Stored data entries:
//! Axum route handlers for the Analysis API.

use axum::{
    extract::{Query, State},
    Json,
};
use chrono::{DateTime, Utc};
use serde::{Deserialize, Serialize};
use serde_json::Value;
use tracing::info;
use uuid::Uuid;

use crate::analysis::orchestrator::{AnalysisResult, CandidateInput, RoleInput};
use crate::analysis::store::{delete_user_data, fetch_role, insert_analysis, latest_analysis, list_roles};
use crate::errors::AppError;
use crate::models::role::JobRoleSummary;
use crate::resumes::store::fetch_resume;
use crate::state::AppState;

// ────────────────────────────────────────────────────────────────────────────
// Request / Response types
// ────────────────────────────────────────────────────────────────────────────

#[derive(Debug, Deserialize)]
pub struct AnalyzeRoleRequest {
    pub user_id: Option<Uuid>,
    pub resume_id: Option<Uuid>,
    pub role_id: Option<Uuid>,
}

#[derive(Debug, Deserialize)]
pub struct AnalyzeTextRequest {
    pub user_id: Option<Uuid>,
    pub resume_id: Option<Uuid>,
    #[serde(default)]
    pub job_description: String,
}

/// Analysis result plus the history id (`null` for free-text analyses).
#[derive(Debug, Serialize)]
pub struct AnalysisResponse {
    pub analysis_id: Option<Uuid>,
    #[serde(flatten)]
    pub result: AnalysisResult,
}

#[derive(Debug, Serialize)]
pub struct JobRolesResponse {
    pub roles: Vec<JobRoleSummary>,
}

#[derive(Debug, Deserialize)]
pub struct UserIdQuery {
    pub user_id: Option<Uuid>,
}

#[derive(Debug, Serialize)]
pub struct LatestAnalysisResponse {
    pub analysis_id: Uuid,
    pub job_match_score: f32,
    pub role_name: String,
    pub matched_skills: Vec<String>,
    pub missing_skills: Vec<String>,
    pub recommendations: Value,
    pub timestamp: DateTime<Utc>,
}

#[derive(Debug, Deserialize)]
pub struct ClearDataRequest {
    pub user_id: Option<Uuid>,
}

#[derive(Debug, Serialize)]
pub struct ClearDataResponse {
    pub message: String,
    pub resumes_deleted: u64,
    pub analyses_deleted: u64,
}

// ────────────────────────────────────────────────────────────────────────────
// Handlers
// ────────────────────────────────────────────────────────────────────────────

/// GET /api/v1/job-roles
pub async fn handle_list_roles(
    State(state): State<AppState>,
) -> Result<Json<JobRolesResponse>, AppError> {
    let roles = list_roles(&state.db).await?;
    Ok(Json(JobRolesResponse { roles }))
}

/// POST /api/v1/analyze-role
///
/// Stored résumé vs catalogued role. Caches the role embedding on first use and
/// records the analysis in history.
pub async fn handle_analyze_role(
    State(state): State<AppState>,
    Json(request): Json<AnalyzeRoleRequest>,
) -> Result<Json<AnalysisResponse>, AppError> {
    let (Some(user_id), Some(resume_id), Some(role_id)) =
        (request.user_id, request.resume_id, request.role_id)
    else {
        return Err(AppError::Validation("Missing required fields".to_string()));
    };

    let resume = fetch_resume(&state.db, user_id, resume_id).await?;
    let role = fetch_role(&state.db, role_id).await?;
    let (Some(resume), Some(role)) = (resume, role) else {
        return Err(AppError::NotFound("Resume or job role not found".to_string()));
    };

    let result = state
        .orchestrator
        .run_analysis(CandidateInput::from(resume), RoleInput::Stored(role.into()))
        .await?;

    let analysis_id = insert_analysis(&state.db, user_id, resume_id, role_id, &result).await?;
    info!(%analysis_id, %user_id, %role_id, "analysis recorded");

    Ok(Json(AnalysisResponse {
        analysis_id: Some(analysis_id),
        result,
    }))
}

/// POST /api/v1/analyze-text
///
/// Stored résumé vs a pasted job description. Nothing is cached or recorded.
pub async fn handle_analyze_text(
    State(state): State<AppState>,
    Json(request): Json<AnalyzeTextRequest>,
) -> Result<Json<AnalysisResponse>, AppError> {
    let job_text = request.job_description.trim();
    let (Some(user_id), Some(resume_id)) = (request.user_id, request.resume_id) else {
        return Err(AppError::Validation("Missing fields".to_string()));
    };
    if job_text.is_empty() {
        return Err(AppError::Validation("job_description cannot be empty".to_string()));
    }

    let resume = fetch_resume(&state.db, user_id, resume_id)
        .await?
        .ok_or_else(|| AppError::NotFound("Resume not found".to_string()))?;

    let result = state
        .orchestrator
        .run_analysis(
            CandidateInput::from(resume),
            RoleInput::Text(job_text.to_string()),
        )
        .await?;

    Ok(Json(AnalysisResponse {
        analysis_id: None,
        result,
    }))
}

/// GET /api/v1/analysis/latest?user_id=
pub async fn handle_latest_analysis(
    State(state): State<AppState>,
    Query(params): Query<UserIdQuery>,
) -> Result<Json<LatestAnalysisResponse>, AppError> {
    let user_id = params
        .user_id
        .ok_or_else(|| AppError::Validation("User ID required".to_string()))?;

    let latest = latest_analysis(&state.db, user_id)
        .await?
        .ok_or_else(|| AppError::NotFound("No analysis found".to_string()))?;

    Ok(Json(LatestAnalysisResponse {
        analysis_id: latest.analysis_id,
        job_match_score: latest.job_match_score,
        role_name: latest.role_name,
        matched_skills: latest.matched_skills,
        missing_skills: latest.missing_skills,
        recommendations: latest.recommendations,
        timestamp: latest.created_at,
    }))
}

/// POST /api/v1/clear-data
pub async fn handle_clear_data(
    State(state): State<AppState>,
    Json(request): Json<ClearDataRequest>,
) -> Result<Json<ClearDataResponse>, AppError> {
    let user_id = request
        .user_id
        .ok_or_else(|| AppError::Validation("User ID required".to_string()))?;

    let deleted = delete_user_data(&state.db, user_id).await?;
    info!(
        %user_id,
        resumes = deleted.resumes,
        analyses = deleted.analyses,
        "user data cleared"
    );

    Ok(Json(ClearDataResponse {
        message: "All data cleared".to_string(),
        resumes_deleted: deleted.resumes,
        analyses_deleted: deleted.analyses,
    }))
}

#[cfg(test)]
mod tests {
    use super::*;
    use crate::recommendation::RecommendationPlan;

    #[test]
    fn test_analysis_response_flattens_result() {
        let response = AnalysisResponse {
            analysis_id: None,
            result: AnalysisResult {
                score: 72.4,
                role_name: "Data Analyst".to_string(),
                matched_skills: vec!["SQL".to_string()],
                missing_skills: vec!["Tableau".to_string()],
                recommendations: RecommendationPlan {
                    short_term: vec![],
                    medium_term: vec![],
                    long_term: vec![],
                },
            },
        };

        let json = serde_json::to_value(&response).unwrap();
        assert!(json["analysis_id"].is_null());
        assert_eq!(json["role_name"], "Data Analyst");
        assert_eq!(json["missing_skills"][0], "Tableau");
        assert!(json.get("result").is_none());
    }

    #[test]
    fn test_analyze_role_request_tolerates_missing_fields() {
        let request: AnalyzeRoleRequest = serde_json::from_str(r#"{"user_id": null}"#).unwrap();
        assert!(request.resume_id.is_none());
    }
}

...

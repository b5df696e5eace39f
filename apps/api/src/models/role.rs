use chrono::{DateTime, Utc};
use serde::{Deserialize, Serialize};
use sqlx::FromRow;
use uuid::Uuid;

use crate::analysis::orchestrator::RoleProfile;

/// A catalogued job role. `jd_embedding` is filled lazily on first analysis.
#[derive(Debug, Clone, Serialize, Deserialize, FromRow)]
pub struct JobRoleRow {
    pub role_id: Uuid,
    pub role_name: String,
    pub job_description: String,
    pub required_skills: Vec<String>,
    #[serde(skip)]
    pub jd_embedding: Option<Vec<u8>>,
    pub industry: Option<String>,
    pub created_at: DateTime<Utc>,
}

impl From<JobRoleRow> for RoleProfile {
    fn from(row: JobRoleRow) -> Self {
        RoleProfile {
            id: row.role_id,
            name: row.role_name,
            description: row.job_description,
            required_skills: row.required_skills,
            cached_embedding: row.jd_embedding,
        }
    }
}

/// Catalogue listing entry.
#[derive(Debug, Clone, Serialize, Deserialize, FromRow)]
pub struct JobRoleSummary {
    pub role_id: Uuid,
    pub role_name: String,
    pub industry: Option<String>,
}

Task description: Scan the lines above for the word "cleared". Return each one that has it.

Response for this exercise:
        "user data cleared"
        message: "All data cleared".to_string(),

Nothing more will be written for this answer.